And key functions are non-trivial to create if 1. you use d3.nest[2] (not to
be confused with nested selections) 2. you modify the data in a way that
changes the grouping 3. you try to match existing nodes back to the changed
groupings. Key-based computation is insufficient for dynamically matching DOM
nodes to changing sets.

Those two things aren't showstoppers. They just make the data-binding fairly
brittle.

The thing that it's bound to a non-namespaced __data__ property is more
problematic in my opinion since you always have to pay attention to not
overwrite the datum with a different selection on any DOMnode, otherwise you
will break callbacks that rely on the data. It basically requires a 1:1
correspondence for DOM to data on the whole subtree.

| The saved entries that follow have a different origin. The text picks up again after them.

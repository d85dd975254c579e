//! This module provides the usergql client.

use crate::{Engine, Error};
use log::{debug, trace};
use reqwest::header::{HeaderMap, HeaderName, HeaderValue};
use serde_json::{json, Value};
use std::collections::HashMap;
use std::str::FromStr;

/// A usergql GraphQL client
///
/// The [`Client`] sends GraphQL queries either to a remote usergql endpoint over HTTP or
/// directly to an in-process [`Engine`], and unwraps the `data` object of the response.
///
/// [`Client`]: ./enum.Client.html
/// [`Engine`]: ../engine/struct.Engine.html
///
/// # Examples
///
/// ```rust
/// # use usergql::Client;
///
/// let client = Client::new_with_http("http://localhost:4000/graphql", None).unwrap();
/// ```
#[derive(Clone)]
pub enum Client {
    Http { endpoint: String, headers: HeaderMap },
    Local { engine: Box<Engine> },
}

impl Client {
    /// Takes the URL of a usergql GraphQL endpoint and returns a new [`Client`] initialized to
    /// query that endpoint, sending `headers_opt` with every request.
    ///
    /// [`Client`]: ./enum.Client.html
    ///
    /// # Errors
    ///
    /// * [`InvalidHeaderName`] - if a header name is not a valid HTTP header name
    /// * [`InvalidHeaderValue`] - if a header value is not a valid HTTP header value
    ///
    /// [`InvalidHeaderName`]: ../enum.Error.html#variant.InvalidHeaderName
    /// [`InvalidHeaderValue`]: ../enum.Error.html#variant.InvalidHeaderValue
    pub fn new_with_http(
        endpoint: &str,
        headers_opt: Option<HashMap<&str, &str>>,
    ) -> Result<Client, Error> {
        trace!("Client::new_with_http called -- endpoint: {}", endpoint);

        let mut header_map = HeaderMap::new();
        if let Some(headers) = headers_opt {
            for (key, value) in headers {
                header_map.insert(HeaderName::from_str(key)?, HeaderValue::from_str(value)?);
            }
        }

        Ok(Client::Http {
            endpoint: endpoint.to_string(),
            headers: header_map,
        })
    }

    /// Takes a usergql engine and returns a new [`Client`] that queries it in-process.
    ///
    /// [`Client`]: ./enum.Client.html
    ///
    /// # Examples
    ///
    /// ```rust
    /// # use usergql::{Client, Engine};
    /// # use usergql::engine::schema::static_user;
    ///
    /// let client = Client::new_with_engine(Engine::new(static_user()));
    /// ```
    pub fn new_with_engine(engine: Engine) -> Client {
        trace!("Client::new_with_engine called");
        Client::Local {
            engine: Box::new(engine),
        }
    }

    /// Executes a graphql query
    ///
    /// # Arguments
    ///
    /// * query - text of the query statement
    /// * variables - an optional [`serde_json::Value`], specifically a Value::Object, containing
    /// the variables of the query
    /// * result_field_opt - an optional name of a field under 'data' that holds the GraphQL
    /// response. If present, the object with name `result_field` under `data` will be returned.
    /// If `None`, the `data` object will be returned.
    ///
    /// # Errors
    ///
    /// * [`ClientRequestFailed`] - if the request cannot be sent or the response is not JSON
    /// * [`PayloadNotFound`] - if the response holds no `data`, as when the query fails
    /// validation, or `data` holds no `result_field`
    ///
    /// [`ClientRequestFailed`]: ../enum.Error.html#variant.ClientRequestFailed
    /// [`PayloadNotFound`]: ../enum.Error.html#variant.PayloadNotFound
    ///
    /// # Examples
    ///
    /// ```rust,no_run
    /// # use usergql::Client;
    ///
    /// # #[actix_web::main]
    /// # async fn main() {
    /// let client = Client::new_with_http("http://localhost:4000/graphql", None).unwrap();
    ///
    /// let user = client
    ///     .graphql(r#"query { GetUser(user_id: "1") { id name } }"#, None, Some("GetUser"))
    ///     .await;
    /// # }
    /// ```
    pub async fn graphql(
        &self,
        query: &str,
        variables: Option<&Value>,
        result_field_opt: Option<&str>,
    ) -> Result<Value, Error> {
        trace!(
            "Client::graphql called -- query: {} | variables: {:#?} | result_field: {:#?}",
            query,
            variables,
            result_field_opt,
        );

        let mut body = match self {
            Client::Http { endpoint, headers } => {
                let req_body = json!({
                    "query": query.to_string(),
                    "variables": variables
                });
                debug!("Client::graphql making request -- req_body: {}", req_body);

                let client = reqwest::Client::new();
                let response = client
                    .post(endpoint.as_str())
                    .headers(headers.clone())
                    .json(&req_body)
                    .send()
                    .await?;
                response.json::<Value>().await?
            }
            Client::Local { engine } => {
                engine
                    .execute(query.to_string(), variables.cloned())
                    .await?
            }
        };
        debug!("Client::graphql -- response body: {:#?}", body);

        let data = body
            .as_object_mut()
            .and_then(|m| m.remove("data"))
            .filter(|d| !d.is_null());

        match (data, result_field_opt) {
            (Some(mut d), Some(result_field)) => d
                .as_object_mut()
                .and_then(|dm| dm.remove(result_field))
                .ok_or(Error::PayloadNotFound { response: body }),
            (Some(d), None) => Ok(d),
            (None, _) => Err(Error::PayloadNotFound { response: body }),
        }
    }

    /// Reads the user through the `GetUser` query
    ///
    /// # Arguments
    ///
    /// * user_id - passed as the `user_id` argument of `GetUser`
    /// * shape - the GraphQL selection set of fields to return, such as `id name department { id }`
    ///
    /// # Return
    ///
    /// A [`serde_json::Value`] holding the selected fields of the user
    ///
    /// # Examples
    ///
    /// ```rust
    /// # use usergql::{Client, Engine};
    /// # use usergql::engine::schema::static_user;
    ///
    /// # #[actix_web::main]
    /// # async fn main() -> Result<(), usergql::Error> {
    /// let client = Client::new_with_engine(Engine::new(static_user()));
    /// let user = client.get_user("anyone", "name age").await?;
    ///
    /// assert_eq!(user["name"], "Test user");
    /// assert_eq!(user["age"], 25);
    /// # Ok(())
    /// # }
    /// ```
    pub async fn get_user(&self, user_id: &str, shape: &str) -> Result<Value, Error> {
        trace!(
            "Client::get_user called -- user_id: {} | shape: {}",
            user_id,
            shape
        );

        let query = format!(
            "query GetUser($user_id: String!) {{ GetUser(user_id: $user_id) {{ {} }} }}",
            shape
        );
        self.graphql(&query, Some(&json!({ "user_id": user_id })), Some("GetUser"))
            .await
    }
}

This makes decomposing the selections into separate steps difficult. I.e.
building a base tree and then populating the leaves with a separate data set
can easily end up overwriting the data bindings of the base tree. Again, it's
possible to avoid these pitfalls but if __data__ had been namespaced it would
be far less hazardous.

[1]
[https://github.com/mbostock/d3/issues/2034](https://github.com/mbostock/d3/issues/2034)
[2]
[https://github.com/mbostock/d3/wiki/Arrays#-nest](https://github.com/mbostock/d3/wiki/Arrays#-nest)

------
couchand
A great reference for someone starting out with D3 looking to replace some
basic jQuery incantations with D3 ones. I think this code sample is
particularly telling:

 _jQuery_

    
    
        $('.foo').find('.bar');
    

_D3_

    
    
        d3.selectAll('.foo').selectAll('.bar');
    

The D3 API consistency is so juicy and delicious.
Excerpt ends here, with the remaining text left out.